■ SUPPLIED MATERIAL
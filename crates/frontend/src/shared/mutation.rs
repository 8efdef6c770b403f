use crate::layout::{use_notifications, NotificationService};
use contracts::shared::graphql::{ApiError, FieldError};
use contracts::shared::mutation::{SubmitGuard, SubmitTicket};
use leptos::prelude::*;
use std::future::Future;

/// Message shown for a mutation rejected by the API
pub fn rejection_message(errors: &[FieldError]) -> Option<String> {
    errors.first().map(|e| match &e.field {
        Some(field) => format!("{}: {}", field, e.message),
        None => e.message.clone(),
    })
}

#[derive(Debug, Clone, PartialEq)]
enum Completion {
    Succeeded,
    Rejected(String),
    Failed(String),
    /// The page that started the request is gone
    Stale,
}

fn complete(
    guard: &mut SubmitGuard,
    ticket: SubmitTicket,
    result: Result<Vec<FieldError>, ApiError>,
) -> Completion {
    if !guard.finish(ticket) {
        return Completion::Stale;
    }
    match result {
        Ok(errors) => match rejection_message(&errors) {
            None => Completion::Succeeded,
            Some(message) => Completion::Rejected(message),
        },
        Err(err) => Completion::Failed(err.to_string()),
    }
}

/// Delete/publish runner of one page.
///
/// One request is in flight at a time. The guard is torn down when the page
/// unmounts; a later completion then changes no signal, shows no
/// notification and does not navigate.
#[derive(Clone, Copy)]
pub struct MutationRunner {
    pub busy: RwSignal<bool>,
    guard: StoredValue<SubmitGuard>,
    notifications: NotificationService,
}

impl MutationRunner {
    pub fn new() -> Self {
        let guard = StoredValue::new(SubmitGuard::default());
        on_cleanup(move || {
            guard.try_update_value(SubmitGuard::teardown);
        });
        Self {
            busy: RwSignal::new(false),
            guard,
            notifications: use_notifications(),
        }
    }

    /// Notifies with `success_message` and runs `on_success` when the API
    /// accepted the request; rejections and transport errors are notified.
    pub fn run<F, S>(&self, success_message: &'static str, request: F, on_success: S)
    where
        F: Future<Output = Result<Vec<FieldError>, ApiError>> + 'static,
        S: FnOnce() + 'static,
    {
        let Some(ticket) = self.guard.try_update_value(SubmitGuard::begin).flatten() else {
            return;
        };
        let Self {
            busy,
            guard,
            notifications,
        } = *self;
        busy.set(true);

        wasm_bindgen_futures::spawn_local(async move {
            let result = request.await;
            let completion = guard
                .try_update_value(|g| complete(g, ticket, result))
                .unwrap_or(Completion::Stale);
            match completion {
                Completion::Stale => {
                    log::info!("Ignoring completion of '{}' after teardown", success_message);
                    return;
                }
                Completion::Succeeded => {
                    busy.set(false);
                    notifications.show(success_message);
                    on_success();
                }
                Completion::Rejected(message) => {
                    busy.set(false);
                    log::warn!("Mutation rejected: {}", message);
                    notifications.show(message);
                }
                Completion::Failed(message) => {
                    busy.set(false);
                    log::error!("Mutation failed: {}", message);
                    notifications.show(message);
                }
            }
        });
    }
}

#[cfg(test)]
mod tests {
    use super::*;

    #[test]
    fn test_rejection_message() {
        assert_eq!(rejection_message(&[]), None);
        assert_eq!(
            rejection_message(&[FieldError::new("ids", "Cannot delete")]),
            Some("ids: Cannot delete".to_string())
        );
    }

    #[test]
    fn test_completion_of_live_request() {
        let mut guard = SubmitGuard::default();
        let ticket = guard.begin().expect("idle guard");
        assert_eq!(complete(&mut guard, ticket, Ok(vec![])), Completion::Succeeded);

        let ticket = guard.begin().expect("finished guard");
        assert_eq!(
            complete(&mut guard, ticket, Ok(vec![FieldError::new("ids", "In use")])),
            Completion::Rejected("ids: In use".to_string())
        );
    }

    #[test]
    fn test_completion_after_teardown_has_no_effects() {
        let mut guard = SubmitGuard::default();
        let ticket = guard.begin().expect("idle guard");
        guard.teardown();
        assert_eq!(complete(&mut guard, ticket, Ok(vec![])), Completion::Stale);

        let mut guard = SubmitGuard::default();
        let ticket = guard.begin().expect("idle guard");
        guard.teardown();
        assert_eq!(
            complete(&mut guard, ticket, Err(ApiError::EmptyData)),
            Completion::Stale
        );
        assert!(guard.begin().is_none());
    }

    #[test]
    fn test_second_request_waits_for_the_first() {
        let mut guard = SubmitGuard::default();
        assert!(guard.begin().is_some());
        assert!(guard.begin().is_none());
    }
}
use crate::shared::local_storage;
use contracts::shared::list_view::SavedSearches;
use leptos::prelude::*;

/// Filter presets stored under `key`, written back on every change
pub fn create_saved_searches(key: &'static str) -> RwSignal<SavedSearches> {
    let searches = RwSignal::new(local_storage::get_json::<SavedSearches>(key).unwrap_or_default());
    Effect::new(move |_| searches.with(|s| local_storage::set_json(key, s)));
    searches
}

■ PROBLEM TO WORK ON
Without leaving anything out, give the entries again exactly.

■ TASK ANSWER
filename crates/frontend/src/shared/mutation.rs
repository 8efdef6c770b403f
use crate::layout::{use_notifications, NotificationService};
use contracts::shared::graphql::{ApiError, FieldError};
use contracts::shared::mutation::{SubmitGuard, SubmitTicket};
use leptos::prelude::*;
use std::future::Future;

/// Message shown for a mutation rejected by the API
pub fn rejection_message(errors: &[FieldError]) -> Option<String> {
    errors.first().map(|e| match &e.field {
        Some(field) => format!("{}: {}", field, e.message),
        None => e.message.clone(),
    })
}

#[derive(Debug, Clone, PartialEq)]
enum Completion {
    Succeeded,
    Rejected(String),
    Failed(String),
    /// The page that started the request is gone
    Stale,
}

fn complete(
    guard: &mut SubmitGuard,
    ticket: SubmitTicket,
    result: Result<Vec<FieldError>, ApiError>,
) -> Completion {
    if !guard.finish(ticket) {
        return Completion::Stale;
    }
    match result {
        Ok(errors) => match rejection_message(&errors) {
            None => Completion::Succeeded,
            Some(message) => Completion::Rejected(message),
        },
        Err(err) => Completion::Failed(err.to_string()),
    }
}

/// Delete/publish runner of one page.
///
/// One request is in flight at a time. The guard is torn down when the page
/// unmounts; a later completion then changes no signal, shows no
/// notification and does not navigate.
#[derive(Clone, Copy)]
pub struct MutationRunner {
    pub busy: RwSignal<bool>,
    guard: StoredValue<SubmitGuard>,
    notifications: NotificationService,
}

impl MutationRunner {
    pub fn new() -> Self {
        let guard = StoredValue::new(SubmitGuard::default());
        on_cleanup(move || {
            guard.try_update_value(SubmitGuard::teardown);
        });
        Self {
            busy: RwSignal::new(false),
            guard,
            notifications: use_notifications(),
        }
    }

    /// Notifies with `success_message` and runs `on_success` when the API
    /// accepted the request; rejections and transport errors are notified.
    pub fn run<F, S>(&self, success_message: &'static str, request: F, on_success: S)
    where
        F: Future<Output = Result<Vec<FieldError>, ApiError>> + 'static,
        S: FnOnce() + 'static,
    {
        let Some(ticket) = self.guard.try_update_value(SubmitGuard::begin).flatten() else {
            return;
        };
        let Self {
            busy,
            guard,
            notifications,
        } = *self;
        busy.set(true);

        wasm_bindgen_futures::spawn_local(async move {
            let result = request.await;
            let completion = guard
                .try_update_value(|g| complete(g, ticket, result))
                .unwrap_or(Completion::Stale);
            match completion {
                Completion::Stale => {
                    log::info!("Ignoring completion of '{}' after teardown", success_message);
                    return;
                }
                Completion::Succeeded => {
                    busy.set(false);
                    notifications.show(success_message);
                    on_success();
                }
                Completion::Rejected(message) => {
                    busy.set(false);
                    log::warn!("Mutation rejected: {}", message);
                    notifications.show(message);
                }
                Completion::Failed(message) => {
                    busy.set(false);
                    log::error!("Mutation failed: {}", message);
                    notifications.show(message);
                }
            }
        });
    }
}

#[cfg(test)]
mod tests {
    use super::*;

    #[test]
    fn test_rejection_message() {
        assert_eq!(rejection_message(&[]), None);
        assert_eq!(
            rejection_message(&[FieldError::new("ids", "Cannot delete")]),
            Some("ids: Cannot delete".to_string())
        );
    }

    #[test]
    fn test_completion_of_live_request() {
        let mut guard = SubmitGuard::default();
        let ticket = guard.begin().expect("idle guard");
        assert_eq!(complete(&mut guard, ticket, Ok(vec![])), Completion::Succeeded);

        let ticket = guard.begin().expect("finished guard");
        assert_eq!(
            complete(&mut guard, ticket, Ok(vec![FieldError::new("ids", "In use")])),
            Completion::Rejected("ids: In use".to_string())
        );
    }

    #[test]
    fn test_completion_after_teardown_has_no_effects() {
        let mut guard = SubmitGuard::default();
        let ticket = guard.begin().expect("idle guard");
        guard.teardown();
        assert_eq!(complete(&mut guard, ticket, Ok(vec![])), Completion::Stale);

        let mut guard = SubmitGuard::default();
        let ticket = guard.begin().expect("idle guard");
        guard.teardown();
        assert_eq!(
            complete(&mut guard, ticket, Err(ApiError::EmptyData)),
            Completion::Stale
        );
        assert!(guard.begin().is_none());
    }

    #[test]
    fn test_second_request_waits_for_the_first() {
        let mut guard = SubmitGuard::default();
        assert!(guard.begin().is_some());
        assert!(guard.begin().is_none());
    }
}
use crate::shared::local_storage;
use contracts::shared::list_view::SavedSearches;
use leptos::prelude::*;

/// Filter presets stored under `key`, written back on every change
pub fn create_saved_searches(key: &'static str) -> RwSignal<SavedSearches> {
    let searches = RwSignal::new(local_storage::get_json::<SavedSearches>(key).unwrap_or_default());
    Effect::new(move |_| searches.with(|s| local_storage::set_json(key, s)));
    searches
}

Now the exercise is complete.